§ **Aim of the exercise**
Give the count of lines in the data that include "String", with no other words.

§ **Source records**
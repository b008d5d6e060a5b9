use anyhow::{bail, Context};
use clap::ValueEnum;
use tracing::{debug, info};

/// Default feed: the public Superstore extract the dashboard was built on.
pub const DEFAULT_SOURCE: &str =
    "https://raw.githubusercontent.com/rudyluis/DashboardJS/main/superstore_data.csv";

const UTF8_BOM: &[u8] = &[0xEF, 0xBB, 0xBF];

#[derive(Debug, Clone, Copy, Default, PartialEq, Eq, ValueEnum)]
pub enum Encoding {
    #[default]
    Latin1,
    Utf8,
}

fn is_url(source: &str) -> bool {
    source.starts_with("http://") || source.starts_with("https://")
}

/// Reads the raw feed from an http(s) URL or a local path.
pub async fn fetch(source: &str) -> anyhow::Result<Vec<u8>> {
    if is_url(source) {
        info!(%source, "downloading csv");
        let resp = reqwest::get(source)
            .await
            .with_context(|| format!("GET {source}"))?;
        let status = resp.status();
        if !status.is_success() {
            bail!("GET {source} returned {status}");
        }
        let bytes = resp.bytes().await.context("read response body")?;
        debug!(bytes = bytes.len(), "download finished");
        Ok(bytes.to_vec())
    } else {
        info!(%source, "reading csv file");
        tokio::fs::read(source)
            .await
            .with_context(|| format!("read {source}"))
    }
}

/// Decodes the feed to text, dropping a leading byte-order mark.
pub fn decode(bytes: &[u8], encoding: Encoding) -> anyhow::Result<String> {
    let bytes = bytes.strip_prefix(UTF8_BOM).unwrap_or(bytes);
    match encoding {
        // Latin-1 maps each byte to the code point of the same value.
        Encoding::Latin1 => Ok(bytes.iter().map(|&b| char::from(b)).collect()),
        Encoding::Utf8 => String::from_utf8(bytes.to_vec()).context("feed is not valid utf-8"),
    }
}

§ **Answer to this problem**
2